* YOUR TASK *
Return all lines from the listing below in which the string "impl" occurs.

+++ DATA LISTING +++

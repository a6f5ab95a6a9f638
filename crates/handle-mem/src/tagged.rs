//! Named closed unions.

/// Declare a closed union over named alternative types.
///
/// Besides the enum itself this generates:
///
/// - a `Copy` discriminant enum (`$kind`) returned by `active_type()`;
/// - `From<T>` for each alternative, used by `assign`;
/// - [`Alternative<T>`](crate::Alternative) for each alternative, so `get::<T>()`
///   compiles only for alternative types and fails with `TypeMismatch` when
///   `T` is not the active one;
/// - a visitor trait (`$visitor`) with one required method per alternative,
///   and a closure-based `visit` taking one closure per alternative. Either
///   way, a missing handler is a compile error.
///
/// Each alternative type may appear only once.
///
/// # Example
///
/// ```
/// use handle_mem::tagged_union;
///
/// #[derive(Debug)]
/// pub struct Expression(String);
/// #[derive(Debug)]
/// pub struct Statement(u32);
///
/// tagged_union! {
///     #[derive(Debug)]
///     pub enum Node: NodeKind, NodeVisitor {
///         Expression(Expression) => expression,
///         Statement(Statement) => statement,
///     }
/// }
///
/// let mut node = Node::from(Expression("x + 1".into()));
/// assert_eq!(node.active_type(), NodeKind::Expression);
/// assert!(node.get::<Statement>().is_err());
///
/// node.assign(Statement(3));
/// let label = node.visit(|e| format!("expr {}", e.0), |s| format!("stmt {}", s.0));
/// assert_eq!(label, "stmt 3");
/// ```
///
/// Asking for a type that is not an alternative is rejected:
///
/// ```compile_fail
/// use handle_mem::tagged_union;
///
/// tagged_union! {
///     pub enum Node: NodeKind, NodeVisitor {
///         Text(String) => text,
///         Count(i32) => count,
///     }
/// }
///
/// let node = Node::from(3i32);
/// let _ = node.get::<u8>();
/// ```
///
/// So is a `visit` missing a closure:
///
/// ```compile_fail
/// use handle_mem::tagged_union;
///
/// tagged_union! {
///     pub enum Node: NodeKind, NodeVisitor {
///         Text(String) => text,
///         Count(i32) => count,
///     }
/// }
///
/// let node = Node::from(3i32);
/// let _ = node.visit(|s| s.len());
/// ```
///
/// And a visitor missing a method:
///
/// ```compile_fail
/// use handle_mem::tagged_union;
///
/// tagged_union! {
///     pub enum Node: NodeKind, NodeVisitor {
///         Text(String) => text,
///         Count(i32) => count,
///     }
/// }
///
/// struct TextOnly;
///
/// impl NodeVisitor for TextOnly {
///     type Output = usize;
///     fn text(&mut self, value: &String) -> usize {
///         value.len()
///     }
/// }
///
/// let node = Node::from(3i32);
/// node.accept(&mut TextOnly);
/// ```
#[macro_export]
macro_rules! tagged_union {
    (
        $(#[$meta:meta])*
        $vis:vis enum $name:ident : $kind:ident, $visitor:ident {
            $( $(#[$vmeta:meta])* $variant:ident($ty:ty) => $method:ident ),+ $(,)?
        }
    ) => {
        $(#[$meta])*
        $vis enum $name {
            $( $(#[$vmeta])* $variant($ty), )+
        }

        /// Discriminant of the live alternative.
        #[derive(Debug, Clone, Copy, PartialEq, Eq, Hash)]
        $vis enum $kind {
            $( $variant, )+
        }

        impl $kind {
            /// Every alternative, in declaration order.
            pub const ALL: &'static [$kind] = &[$( $kind::$variant ),+];

            pub const fn name(self) -> &'static str {
                match self {
                    $( $kind::$variant => stringify!($variant), )+
                }
            }
        }

        impl ::core::fmt::Display for $kind {
            fn fmt(&self, f: &mut ::core::fmt::Formatter<'_>) -> ::core::fmt::Result {
                f.write_str(self.name())
            }
        }

        /// Visitor with one required method per alternative.
        $vis trait $visitor {
            type Output;
            $( fn $method(&mut self, value: &$ty) -> Self::Output; )+
        }

        $(
            impl ::core::convert::From<$ty> for $name {
                #[inline]
                fn from(value: $ty) -> Self {
                    $name::$variant(value)
                }
            }

            impl $crate::Alternative<$ty> for $name {
                #[inline]
                fn alternative(&self) -> ::core::option::Option<&$ty> {
                    match self {
                        $name::$variant(value) => ::core::option::Option::Some(value),
                        #[allow(unreachable_patterns)]
                        _ => ::core::option::Option::None,
                    }
                }

                #[inline]
                fn alternative_mut(&mut self) -> ::core::option::Option<&mut $ty> {
                    match self {
                        $name::$variant(value) => ::core::option::Option::Some(value),
                        #[allow(unreachable_patterns)]
                        _ => ::core::option::Option::None,
                    }
                }

                fn into_alternative(self) -> ::core::result::Result<$ty, Self> {
                    match self {
                        $name::$variant(value) => ::core::result::Result::Ok(value),
                        #[allow(unreachable_patterns)]
                        other => ::core::result::Result::Err(other),
                    }
                }
            }
        )+

        #[allow(dead_code)]
        impl $name {
            /// Which alternative is live.
            #[inline]
            pub fn active_type(&self) -> $kind {
                match self {
                    $( $name::$variant(_) => $kind::$variant, )+
                }
            }

            /// Type name of the live alternative.
            pub fn type_name(&self) -> &'static str {
                match self {
                    $( $name::$variant(_) => ::core::any::type_name::<$ty>(), )+
                }
            }

            /// True if the live alternative is `X`.
            pub fn holds<X>(&self) -> bool
            where
                Self: $crate::Alternative<X>,
            {
                $crate::Alternative::<X>::alternative(self).is_some()
            }

            /// Borrow the live value as `X`.
            pub fn get<X>(&self) -> $crate::Result<&X>
            where
                Self: $crate::Alternative<X>,
            {
                $crate::Alternative::<X>::alternative(self).ok_or_else(|| {
                    $crate::MemError::TypeMismatch {
                        expected: ::core::any::type_name::<X>(),
                        found: self.type_name(),
                    }
                })
            }

            pub fn get_mut<X>(&mut self) -> $crate::Result<&mut X>
            where
                Self: $crate::Alternative<X>,
            {
                let found = self.type_name();
                $crate::Alternative::<X>::alternative_mut(self).ok_or_else(|| {
                    $crate::MemError::TypeMismatch {
                        expected: ::core::any::type_name::<X>(),
                        found,
                    }
                })
            }

            /// Move the live value out as `X`, or hand the union back.
            pub fn into_value<X>(self) -> ::core::result::Result<X, Self>
            where
                Self: $crate::Alternative<X>,
            {
                $crate::Alternative::<X>::into_alternative(self)
            }

            /// Drop the live value and make `value` the active alternative.
            pub fn assign<X>(&mut self, value: X)
            where
                Self: ::core::convert::From<X>,
            {
                let previous = self.type_name();
                *self = <Self as ::core::convert::From<X>>::from(value);
                $crate::__log::trace!(
                    "union switching {} -> {}",
                    previous,
                    self.type_name()
                );
            }

            /// Call exactly the closure matching the live alternative.
            pub fn visit<R>(&self, $( $method: impl FnOnce(&$ty) -> R ),+) -> R {
                match self {
                    $( $name::$variant(value) => $method(value), )+
                }
            }

            /// Dispatch to the visitor method matching the live alternative.
            pub fn accept<V: $visitor>(&self, visitor: &mut V) -> V::Output {
                match self {
                    $( $name::$variant(value) => visitor.$method(value), )+
                }
            }
        }
    };
}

+++

* EXPECTED OUTPUT *
/// impl NodeVisitor for TextOnly {
        impl $kind {
        impl ::core::fmt::Display for $kind {
            impl ::core::convert::From<$ty> for $name {
            impl $crate::Alternative<$ty> for $name {
        impl $name {
            pub fn visit<R>(&self, $( $method: impl FnOnce(&$ty) -> R ),+) -> R {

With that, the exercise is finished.